Segment Start: INPUT RECORDS

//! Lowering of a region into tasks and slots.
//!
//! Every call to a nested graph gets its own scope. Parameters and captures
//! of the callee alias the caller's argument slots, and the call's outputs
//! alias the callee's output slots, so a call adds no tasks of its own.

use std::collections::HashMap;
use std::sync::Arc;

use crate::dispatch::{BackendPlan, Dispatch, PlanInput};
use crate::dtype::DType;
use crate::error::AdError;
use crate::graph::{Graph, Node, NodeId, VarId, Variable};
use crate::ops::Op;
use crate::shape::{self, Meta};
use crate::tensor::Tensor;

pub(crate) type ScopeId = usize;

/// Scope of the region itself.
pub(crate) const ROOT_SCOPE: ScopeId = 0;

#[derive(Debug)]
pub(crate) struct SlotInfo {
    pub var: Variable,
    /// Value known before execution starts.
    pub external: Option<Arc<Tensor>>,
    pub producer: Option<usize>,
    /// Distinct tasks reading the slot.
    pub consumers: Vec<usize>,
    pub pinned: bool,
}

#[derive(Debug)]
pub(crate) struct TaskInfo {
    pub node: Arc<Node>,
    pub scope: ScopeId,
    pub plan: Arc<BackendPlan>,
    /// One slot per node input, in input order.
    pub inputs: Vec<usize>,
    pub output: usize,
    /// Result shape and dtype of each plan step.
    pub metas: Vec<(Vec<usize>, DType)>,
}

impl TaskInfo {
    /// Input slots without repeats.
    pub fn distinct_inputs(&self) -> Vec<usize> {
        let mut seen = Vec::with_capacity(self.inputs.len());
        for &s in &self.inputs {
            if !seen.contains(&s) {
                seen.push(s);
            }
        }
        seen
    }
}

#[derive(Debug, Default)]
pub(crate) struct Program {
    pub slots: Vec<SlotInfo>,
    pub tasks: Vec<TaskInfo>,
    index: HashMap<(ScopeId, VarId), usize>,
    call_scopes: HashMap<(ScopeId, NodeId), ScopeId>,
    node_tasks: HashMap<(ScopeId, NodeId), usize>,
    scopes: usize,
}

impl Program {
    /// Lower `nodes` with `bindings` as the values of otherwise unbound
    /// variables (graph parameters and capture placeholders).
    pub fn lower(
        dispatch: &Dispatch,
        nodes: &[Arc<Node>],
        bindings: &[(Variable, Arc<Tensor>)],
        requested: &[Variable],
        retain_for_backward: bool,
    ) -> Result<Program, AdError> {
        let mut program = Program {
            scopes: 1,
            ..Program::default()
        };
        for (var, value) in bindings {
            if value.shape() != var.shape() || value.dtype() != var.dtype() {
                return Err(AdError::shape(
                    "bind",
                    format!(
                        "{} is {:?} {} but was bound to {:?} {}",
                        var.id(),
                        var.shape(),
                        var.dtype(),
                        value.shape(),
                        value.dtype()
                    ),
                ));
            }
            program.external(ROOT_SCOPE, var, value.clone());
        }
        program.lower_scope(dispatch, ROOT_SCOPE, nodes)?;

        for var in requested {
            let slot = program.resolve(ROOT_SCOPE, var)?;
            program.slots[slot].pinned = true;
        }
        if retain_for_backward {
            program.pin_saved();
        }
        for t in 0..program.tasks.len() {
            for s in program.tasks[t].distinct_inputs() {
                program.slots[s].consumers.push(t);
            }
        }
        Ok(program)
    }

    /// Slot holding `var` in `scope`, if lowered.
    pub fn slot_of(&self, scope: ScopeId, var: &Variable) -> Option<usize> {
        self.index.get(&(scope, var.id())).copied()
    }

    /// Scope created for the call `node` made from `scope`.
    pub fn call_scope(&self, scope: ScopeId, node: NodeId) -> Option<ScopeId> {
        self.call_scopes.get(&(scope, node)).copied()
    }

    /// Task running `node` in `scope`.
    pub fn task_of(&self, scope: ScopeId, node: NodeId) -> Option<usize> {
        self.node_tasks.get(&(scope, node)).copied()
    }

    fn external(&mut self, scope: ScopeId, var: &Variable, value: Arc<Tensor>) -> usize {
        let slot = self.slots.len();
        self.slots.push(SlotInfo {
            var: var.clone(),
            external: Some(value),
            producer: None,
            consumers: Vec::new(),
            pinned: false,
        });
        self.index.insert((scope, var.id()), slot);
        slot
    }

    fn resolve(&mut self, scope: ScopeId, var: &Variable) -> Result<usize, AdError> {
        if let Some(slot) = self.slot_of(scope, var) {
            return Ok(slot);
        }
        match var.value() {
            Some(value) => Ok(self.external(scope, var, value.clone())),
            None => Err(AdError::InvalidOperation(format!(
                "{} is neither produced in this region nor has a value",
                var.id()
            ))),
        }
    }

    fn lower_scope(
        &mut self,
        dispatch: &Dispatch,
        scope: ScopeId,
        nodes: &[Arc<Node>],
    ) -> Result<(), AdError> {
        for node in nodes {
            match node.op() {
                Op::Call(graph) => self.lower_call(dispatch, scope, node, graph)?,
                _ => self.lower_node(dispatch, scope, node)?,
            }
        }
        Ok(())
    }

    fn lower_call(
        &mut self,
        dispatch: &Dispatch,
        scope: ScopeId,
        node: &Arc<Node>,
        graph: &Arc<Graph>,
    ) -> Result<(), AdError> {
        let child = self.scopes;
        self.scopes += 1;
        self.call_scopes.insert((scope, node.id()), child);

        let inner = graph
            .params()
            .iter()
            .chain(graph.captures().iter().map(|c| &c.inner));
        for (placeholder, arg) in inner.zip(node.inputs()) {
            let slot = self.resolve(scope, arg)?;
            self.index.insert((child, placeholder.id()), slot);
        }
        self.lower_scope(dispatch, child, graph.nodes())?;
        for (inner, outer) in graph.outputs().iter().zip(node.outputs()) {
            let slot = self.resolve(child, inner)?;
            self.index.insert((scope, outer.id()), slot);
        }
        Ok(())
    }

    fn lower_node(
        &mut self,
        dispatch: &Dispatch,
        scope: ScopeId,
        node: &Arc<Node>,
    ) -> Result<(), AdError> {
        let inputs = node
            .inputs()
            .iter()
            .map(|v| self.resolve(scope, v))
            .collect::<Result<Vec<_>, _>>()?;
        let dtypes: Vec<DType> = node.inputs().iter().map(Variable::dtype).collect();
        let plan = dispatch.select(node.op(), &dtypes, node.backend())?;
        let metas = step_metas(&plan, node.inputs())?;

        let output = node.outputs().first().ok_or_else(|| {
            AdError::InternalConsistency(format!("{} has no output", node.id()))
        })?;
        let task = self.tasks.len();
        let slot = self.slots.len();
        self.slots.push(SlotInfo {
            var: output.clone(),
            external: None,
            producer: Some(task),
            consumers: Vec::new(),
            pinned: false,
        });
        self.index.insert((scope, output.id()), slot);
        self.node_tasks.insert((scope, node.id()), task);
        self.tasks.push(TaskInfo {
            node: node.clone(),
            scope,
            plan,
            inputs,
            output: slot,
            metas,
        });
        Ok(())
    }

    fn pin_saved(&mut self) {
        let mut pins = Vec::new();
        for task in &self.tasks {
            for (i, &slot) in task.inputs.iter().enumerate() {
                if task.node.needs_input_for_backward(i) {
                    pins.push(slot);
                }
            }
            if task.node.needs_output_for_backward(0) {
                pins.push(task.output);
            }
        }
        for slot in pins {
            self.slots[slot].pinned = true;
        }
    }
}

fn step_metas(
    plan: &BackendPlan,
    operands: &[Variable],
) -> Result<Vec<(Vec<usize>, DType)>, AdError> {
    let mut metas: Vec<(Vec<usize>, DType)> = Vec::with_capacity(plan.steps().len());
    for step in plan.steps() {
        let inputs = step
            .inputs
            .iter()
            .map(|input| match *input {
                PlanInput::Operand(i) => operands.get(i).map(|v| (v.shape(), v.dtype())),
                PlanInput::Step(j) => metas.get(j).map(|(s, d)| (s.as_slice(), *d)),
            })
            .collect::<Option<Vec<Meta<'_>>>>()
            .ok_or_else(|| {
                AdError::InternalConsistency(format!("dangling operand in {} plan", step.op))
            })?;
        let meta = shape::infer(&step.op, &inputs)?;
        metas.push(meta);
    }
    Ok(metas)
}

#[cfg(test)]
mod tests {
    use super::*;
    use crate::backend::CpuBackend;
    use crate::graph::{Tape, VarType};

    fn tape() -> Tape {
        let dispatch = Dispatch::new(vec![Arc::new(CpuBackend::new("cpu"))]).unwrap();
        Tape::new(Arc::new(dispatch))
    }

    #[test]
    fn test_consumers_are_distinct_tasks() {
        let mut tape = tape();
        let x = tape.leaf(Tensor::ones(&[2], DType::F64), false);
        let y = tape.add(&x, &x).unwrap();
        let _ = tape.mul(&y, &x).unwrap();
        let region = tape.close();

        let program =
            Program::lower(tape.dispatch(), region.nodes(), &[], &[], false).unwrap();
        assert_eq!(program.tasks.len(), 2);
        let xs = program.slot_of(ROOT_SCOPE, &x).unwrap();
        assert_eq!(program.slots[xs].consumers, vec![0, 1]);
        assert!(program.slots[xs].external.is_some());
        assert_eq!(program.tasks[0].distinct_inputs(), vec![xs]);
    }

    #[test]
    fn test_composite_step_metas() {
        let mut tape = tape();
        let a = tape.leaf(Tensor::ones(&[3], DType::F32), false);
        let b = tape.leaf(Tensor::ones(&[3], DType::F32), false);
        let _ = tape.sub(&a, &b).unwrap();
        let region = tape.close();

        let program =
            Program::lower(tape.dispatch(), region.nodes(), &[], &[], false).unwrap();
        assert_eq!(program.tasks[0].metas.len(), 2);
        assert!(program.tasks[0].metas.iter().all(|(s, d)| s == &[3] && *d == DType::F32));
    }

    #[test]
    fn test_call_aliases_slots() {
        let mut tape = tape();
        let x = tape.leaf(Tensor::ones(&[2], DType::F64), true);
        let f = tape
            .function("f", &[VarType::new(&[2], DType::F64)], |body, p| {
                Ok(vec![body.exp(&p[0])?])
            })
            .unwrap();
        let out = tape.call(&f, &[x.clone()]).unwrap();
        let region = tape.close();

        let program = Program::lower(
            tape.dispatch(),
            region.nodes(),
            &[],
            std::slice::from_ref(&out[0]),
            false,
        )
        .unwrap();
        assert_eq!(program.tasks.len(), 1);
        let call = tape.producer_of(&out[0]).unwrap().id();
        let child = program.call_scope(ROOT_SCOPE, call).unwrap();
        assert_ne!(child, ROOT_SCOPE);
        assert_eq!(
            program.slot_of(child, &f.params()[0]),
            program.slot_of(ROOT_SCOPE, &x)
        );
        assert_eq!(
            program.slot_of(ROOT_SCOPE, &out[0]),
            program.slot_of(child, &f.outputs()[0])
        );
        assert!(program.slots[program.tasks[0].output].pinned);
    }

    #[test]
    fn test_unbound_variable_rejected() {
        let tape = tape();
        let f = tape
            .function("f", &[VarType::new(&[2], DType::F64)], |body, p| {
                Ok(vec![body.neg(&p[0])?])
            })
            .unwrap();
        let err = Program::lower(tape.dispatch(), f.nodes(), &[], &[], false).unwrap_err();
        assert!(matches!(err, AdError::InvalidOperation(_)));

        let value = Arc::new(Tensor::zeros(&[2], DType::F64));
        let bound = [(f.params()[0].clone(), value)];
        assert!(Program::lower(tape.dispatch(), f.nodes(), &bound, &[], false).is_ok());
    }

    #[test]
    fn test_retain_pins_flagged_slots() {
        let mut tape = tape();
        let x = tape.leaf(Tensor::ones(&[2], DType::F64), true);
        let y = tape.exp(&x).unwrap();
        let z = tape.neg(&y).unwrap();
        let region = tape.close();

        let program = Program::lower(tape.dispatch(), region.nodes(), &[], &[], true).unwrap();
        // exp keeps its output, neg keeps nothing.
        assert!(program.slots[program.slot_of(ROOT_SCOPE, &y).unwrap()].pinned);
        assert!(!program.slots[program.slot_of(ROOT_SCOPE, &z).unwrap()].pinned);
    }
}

Segment End: INPUT RECORDS

[INSTRUCTIONS FOR THE TASK] Within the data above, find the lines that contain the word "clone" and copy each of them.

[REPLY]
            program.external(ROOT_SCOPE, var, value.clone());
            var: var.clone(),
            Some(value) => Ok(self.external(scope, var, value.clone())),
            var: output.clone(),
            node: node.clone(),
        let out = tape.call(&f, &[x.clone()]).unwrap();
        let bound = [(f.params()[0].clone(), value)];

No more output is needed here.